あやかしあやなし
『ふふ、さすがは晴明の孫。わしのことも正しく理解しておるようじゃの。まぁそう畏まらずともよい』

 にこりと笑う。笑ったのは僧正坊なのであろうが、如何せん今の見てくれは惟道である。惟道がこんな風に笑うことなどないため、章親は思わずまじまじと彼を見た。

『この者は、おぬしの家人かの?』

 そんな章親の様子は気にも留めず、僧正坊は己の胸元を叩きながら言う。

「あ、い、いえ。惟道は友達で……。今は化野の和尚さんのとこにいるんです」

『ほぅ? ああ、あの和尚か。奴もまだまだ元気のようじゃの』

 はっはっは、と明るく笑う僧正坊に、やはり章親は妙な目を向けてしまう。惟道が笑っているのだ。喜ばしいことなのだろうが、違和感が否めない。

「おぬしも和尚と知り合いなのか」

 不意に惟道が真顔になり、口を開いた。だが次の瞬間には破顔し、頷きつつ同じ口を開く。

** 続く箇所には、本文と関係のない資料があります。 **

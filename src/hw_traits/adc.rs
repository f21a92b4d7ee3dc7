use super::Steal;
use msp430fr2355 as pac;

pub trait AdcPeriph: Steal {
    /// Turn the ADC core off and clear ADCENC. Most settings can only change in this state.
    fn adc_disable(&self);
    /// Turn the ADC core on
    fn adc_enable(&self);
    /// Set ENC and SC together to start one conversion
    fn adc_start(&self);

    fn adcsht_wr(&self, sht: u8);
    /// MODCLK, no division, sample timer pulse mode
    fn adcctl1_pulse_mode(&self);
    fn adcres_wr(&self, res: u8);
    /// Select the input channel with AVCC/AVSS as the reference
    fn adcinch_wr(&self, inch: u8);

    fn adcbusy_rd(&self) -> bool;
    fn adcie0_set(&self);
    fn adcifg0_rd(&self) -> bool;
    fn adcmem0_rd(&self) -> u16;
}

impl Steal for pac::ADC {
    #[inline(always)]
    unsafe fn steal() -> Self {
        pac::Peripherals::steal().ADC
    }
}

impl AdcPeriph for pac::ADC {
    #[inline(always)]
    fn adc_disable(&self) {
        unsafe {
            self.adcctl0
                .clear_bits(|w| w.adcon().clear_bit().adcenc().clear_bit())
        }
    }

    #[inline(always)]
    fn adc_enable(&self) {
        unsafe { self.adcctl0.set_bits(|w| w.adcon().set_bit()) }
    }

    #[inline(always)]
    fn adc_start(&self) {
        unsafe {
            self.adcctl0
                .set_bits(|w| w.adcenc().set_bit().adcsc().set_bit())
        }
    }

    #[inline(always)]
    fn adcsht_wr(&self, sht: u8) {
        self.adcctl0.write(|w| w.adcsht().bits(sht));
    }

    #[inline(always)]
    fn adcctl1_pulse_mode(&self) {
        self.adcctl1.write(|w| w.adcssel().bits(0).adcshp().adcshp_1().adcdiv().bits(0));
    }

    #[inline(always)]
    fn adcres_wr(&self, res: u8) {
        self.adcctl2.write(|w| w.adcres().bits(res));
    }

    #[inline(always)]
    fn adcinch_wr(&self, inch: u8) {
        self.adcmctl0.write(|w| w.adcinch().bits(inch));
    }

    #[inline(always)]
    fn adcbusy_rd(&self) -> bool {
        self.adcctl1.read().adcbusy().bit_is_set()
    }

    #[inline(always)]
    fn adcie0_set(&self) {
        unsafe { self.adcie.set_bits(|w| w.adcie0().set_bit()) }
    }

    #[inline(always)]
    fn adcifg0_rd(&self) -> bool {
        self.adcifg.read().adcifg0().bit_is_set()
    }

    #[inline(always)]
    fn adcmem0_rd(&self) -> u16 {
        self.adcmem0.read().bits()
    }
}
//! Push-button debouncing
//!
//! The button is sampled once per tick. The debounced state only changes after the raw input has
//! disagreed with it for `threshold` samples in a row.

/// A debounced state change
#[derive(Debug, Clone, Copy, PartialEq, Eq)]
#[cfg_attr(feature = "defmt", derive(defmt::Format))]
pub enum Edge {
    /// Button went down
    Pressed,
    /// Button came back up
    Released,
}

/// Integrating debouncer
#[derive(Debug, Clone)]
pub struct Debouncer {
    threshold: u8,
    count: u8,
    pressed: bool,
}

impl Debouncer {
    /// Samples needed by default before a change is accepted
    pub const DEFAULT_THRESHOLD: u8 = 20;

    /// Create a debouncer that starts released. A threshold of 0 is treated as 1.
    pub fn new(threshold: u8) -> Self {
        Debouncer {
            threshold: threshold.max(1),
            count: 0,
            pressed: false,
        }
    }

    /// Debounced state
    pub fn is_pressed(&self) -> bool {
        self.pressed
    }

    /// Feed one raw sample. Returns the edge when the debounced state changes.
    pub fn update(&mut self, raw_pressed: bool) -> Option<Edge> {
        if raw_pressed == self.pressed {
            self.count = 0;
            return None;
        }

        self.count += 1;
        if self.count < self.threshold {
            return None;
        }

        self.count = 0;
        self.pressed = raw_pressed;
        Some(if raw_pressed {
            Edge::Pressed
        } else {
            Edge::Released
        })
    }
}

impl Default for Debouncer {
    fn default() -> Self {
        Debouncer::new(Self::DEFAULT_THRESHOLD)
    }
}

#[cfg(test)]
mod tests {
    use super::*;

    #[test]
    fn stable_press_and_release() {
        let mut db = Debouncer::new(3);
        assert_eq!(db.update(true), None);
        assert_eq!(db.update(true), None);
        assert_eq!(db.update(true), Some(Edge::Pressed));
        assert!(db.is_pressed());
        assert_eq!(db.update(true), None);

        assert_eq!(db.update(false), None);
        assert_eq!(db.update(false), None);
        assert_eq!(db.update(false), Some(Edge::Released));
        assert!(!db.is_pressed());
    }

    #[test]
    fn bounce_resets_the_count() {
        let mut db = Debouncer::new(3);
        assert_eq!(db.update(true), None);
        assert_eq!(db.update(true), None);
        assert_eq!(db.update(false), None);
        assert_eq!(db.update(true), None);
        assert_eq!(db.update(true), None);
        assert!(!db.is_pressed());
        assert_eq!(db.update(true), Some(Edge::Pressed));
    }

    #[test]
    fn zero_threshold_follows_input() {
        let mut db = Debouncer::new(0);
        assert_eq!(db.update(true), Some(Edge::Pressed));
        assert_eq!(db.update(false), Some(Edge::Released));
    }
}
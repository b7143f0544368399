use rayon::prelude::*;
use std::collections::HashMap;

use super::orgs::classify_addresses;
use super::types::{EmailRecord, Mailbox, MonthColumn};

/// An organization that was contacted by the focal organization but has no
/// resolvable reply latency in any month.
#[derive(Debug, Clone, PartialEq)]
pub struct NonResponsive {
    pub org: String,
    /// Number of messages the organization received from the focal org
    pub contacted: usize,
}

/// Output of one batch run over a dataset.
///
/// Every row in `rows` has exactly `columns.len()` slots; `overall` is the
/// combined "All organizations" row over the externals that appear in the
/// main table. The focal organization keeps its own mailbox and row here,
/// but is excluded from `overall` and `non_responsive` and skipped by the
/// table renderer.
#[derive(Debug, Clone, PartialEq)]
pub struct AnalysisReport {
    pub focal_org: String,
    pub columns: Vec<MonthColumn>,
    pub mailboxes: HashMap<String, Mailbox>,
    pub rows: HashMap<String, Vec<Option<f64>>>,
    pub overall: Vec<Option<f64>>,
    pub non_responsive: Vec<NonResponsive>,
}

impl AnalysisReport {
    /// External organizations that appear in the main table (nonzero row
    /// sum, focal excluded), sorted by name. The rollup averages over
    /// exactly this set.
    pub fn table_orgs(&self) -> Vec<&str> {
        let mut orgs: Vec<&str> = self
            .rows
            .iter()
            .filter(|(org, row)| org.as_str() != self.focal_org && row_sum(row) != 0.0)
            .map(|(org, _)| org.as_str())
            .collect();
        orgs.sort_unstable();
        orgs
    }
}

/// Run the full reply-latency analysis for one focal organization.
///
/// One-shot batch: sort by time, discover the month columns, index by
/// message id, accumulate per-organization mailboxes, then compute each
/// organization's monthly averages (in parallel; rows are independent)
/// and derive the rollup and non-responsive set.
pub fn analyze(records: &[EmailRecord], focal_org: &str) -> AnalysisReport {
    let mut records = records.to_vec();
    // Stable, so same-time records keep their input order
    records.sort_by_key(|r| r.time);

    let columns = discover_columns(&records);
    let col_index: HashMap<MonthColumn, usize> = columns
        .iter()
        .enumerate()
        .map(|(i, col)| (*col, i))
        .collect();

    let index: HashMap<&str, &EmailRecord> = records
        .iter()
        .map(|r| (r.message_id.as_str(), r))
        .collect();

    let mailboxes = build_mailboxes(&records, focal_org);

    let rows: HashMap<String, Vec<Option<f64>>> = mailboxes
        .par_iter()
        .map(|(org, mailbox)| {
            let row = monthly_averages(&mailbox.sent, &index, &col_index, columns.len());
            (org.clone(), row)
        })
        .collect();

    let overall = overall_row(&rows, focal_org, columns.len());
    let non_responsive = non_responsive_orgs(&mailboxes, &rows, focal_org);

    AnalysisReport {
        focal_org: focal_org.to_string(),
        columns,
        mailboxes,
        rows,
        overall,
        non_responsive,
    }
}

/// Distinct (month, year) labels in chronological order of first
/// occurrence. This sequence is the table header and fixes the length of
/// every monthly average row.
fn discover_columns(records: &[EmailRecord]) -> Vec<MonthColumn> {
    let mut columns: Vec<MonthColumn> = Vec::new();
    for record in records {
        let col = MonthColumn::of_timestamp(record.time);
        if !columns.contains(&col) {
            columns.push(col);
        }
    }
    columns
}

/// Group records into per-organization mailboxes, keeping only records
/// where the focal organization is the sender or among the receivers.
fn build_mailboxes(records: &[EmailRecord], focal_org: &str) -> HashMap<String, Mailbox> {
    let mut mailboxes: HashMap<String, Mailbox> = HashMap::new();

    for record in records {
        let (sender, receivers) = classify_addresses(&record.addresses);
        if sender != focal_org && !receivers.iter().any(|r| r == focal_org) {
            continue;
        }

        mailboxes
            .entry(sender)
            .or_default()
            .sent
            .push(record.message_id.clone());

        for receiver in receivers {
            mailboxes
                .entry(receiver)
                .or_default()
                .received
                .push(record.clone());
        }
    }

    mailboxes
}

/// Running sum/count for one calendar month of original-message dates.
///
/// The aggregator walks an organization's sent messages with at most one
/// bucket open at a time; crossing into a different month closes the
/// bucket into its row slot and opens a fresh one.
struct MonthBucket {
    column: MonthColumn,
    sum: f64,
    count: u32,
}

impl MonthBucket {
    fn open(column: MonthColumn, latency: f64) -> Self {
        Self {
            column,
            sum: latency,
            count: 1,
        }
    }

    fn add(&mut self, latency: f64) {
        self.sum += latency;
        self.count += 1;
    }

    fn close_into(self, row: &mut [Option<f64>], col_index: &HashMap<MonthColumn, usize>) {
        if let Some(&slot) = col_index.get(&self.column) {
            row[slot] = Some(self.sum / self.count as f64);
        }
    }
}

/// Monthly average reply latencies for one organization's sent messages.
///
/// A sent message contributes only when its `in_reply_to` resolves in the
/// index; the latency is bucketed under the month of the *original*
/// message, not the reply. Column slots come from position in the
/// discovered column sequence.
fn monthly_averages(
    sent: &[String],
    index: &HashMap<&str, &EmailRecord>,
    col_index: &HashMap<MonthColumn, usize>,
    n_columns: usize,
) -> Vec<Option<f64>> {
    let mut row: Vec<Option<f64>> = vec![None; n_columns];
    let mut bucket: Option<MonthBucket> = None;

    for message_id in sent {
        let Some(reply) = index.get(message_id.as_str()) else {
            continue;
        };
        let Some(target_id) = reply.in_reply_to.as_deref() else {
            continue;
        };
        // Reply target outside the dataset: no contribution
        let Some(original) = index.get(target_id) else {
            continue;
        };

        let column = MonthColumn::of_timestamp(original.time);
        let latency_hours = (reply.time - original.time) as f64 / 3600.0;

        match &mut bucket {
            Some(open) if open.column == column => open.add(latency_hours),
            _ => {
                if let Some(done) = bucket.take() {
                    done.close_into(&mut row, col_index);
                }
                bucket = Some(MonthBucket::open(column, latency_hours));
            }
        }
    }

    if let Some(done) = bucket {
        done.close_into(&mut row, col_index);
    }

    row
}

/// Sum of a row with "no data" slots counted as zero.
fn row_sum(row: &[Option<f64>]) -> f64 {
    row.iter().flatten().sum()
}

/// The "All organizations" combined row: per column, the mean over the
/// external organizations that appear in the main table (nonzero row sum,
/// focal excluded), with missing slots counted as zero. With nothing to
/// combine the row is all "no data" rather than a division by zero.
fn overall_row(
    rows: &HashMap<String, Vec<Option<f64>>>,
    focal_org: &str,
    n_columns: usize,
) -> Vec<Option<f64>> {
    let mut included: Vec<&String> = rows
        .keys()
        .filter(|org| org.as_str() != focal_org && row_sum(&rows[*org]) != 0.0)
        .collect();
    if included.is_empty() {
        return vec![None; n_columns];
    }
    // Sorted so floating-point summation order is deterministic
    included.sort();

    (0..n_columns)
        .map(|slot| {
            let total: f64 = included
                .iter()
                .map(|org| rows[*org][slot].unwrap_or(0.0))
                .sum();
            Some(total / included.len() as f64)
        })
        .collect()
}

/// External organizations with at least one received message and no
/// resolvable reply latency anywhere, sorted by name. Organizations the
/// focal org never wrote to are excluded outright.
fn non_responsive_orgs(
    mailboxes: &HashMap<String, Mailbox>,
    rows: &HashMap<String, Vec<Option<f64>>>,
    focal_org: &str,
) -> Vec<NonResponsive> {
    let mut flagged: Vec<NonResponsive> = mailboxes
        .iter()
        .filter(|(org, mailbox)| {
            org.as_str() != focal_org
                && !mailbox.received.is_empty()
                && row_sum(&rows[org.as_str()]) == 0.0
        })
        .map(|(org, mailbox)| NonResponsive {
            org: org.clone(),
            contacted: mailbox.received.len(),
        })
        .collect();
    flagged.sort_by(|a, b| a.org.cmp(&b.org));
    flagged
}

『おお、あそこは物の怪たちの憩いの場所じゃ。大抵のものは知っておる』

「ちょっと。ちょっとごめんなさい。あの、惟道と僧正坊様は一緒に喋らないでくれるかな。こっちは妙な感じがして落ち着かない……」

 おずおずと手を上げて、章親が割って入った。
 真顔になったときが惟道なのだろう。どっちが喋っているかはわかるのだが、だからといって能面惟道の百面相を冷静に見てはいられないのだ。小丸など、あからさまに身を乗り出して、笑いながら惟道を凝視している。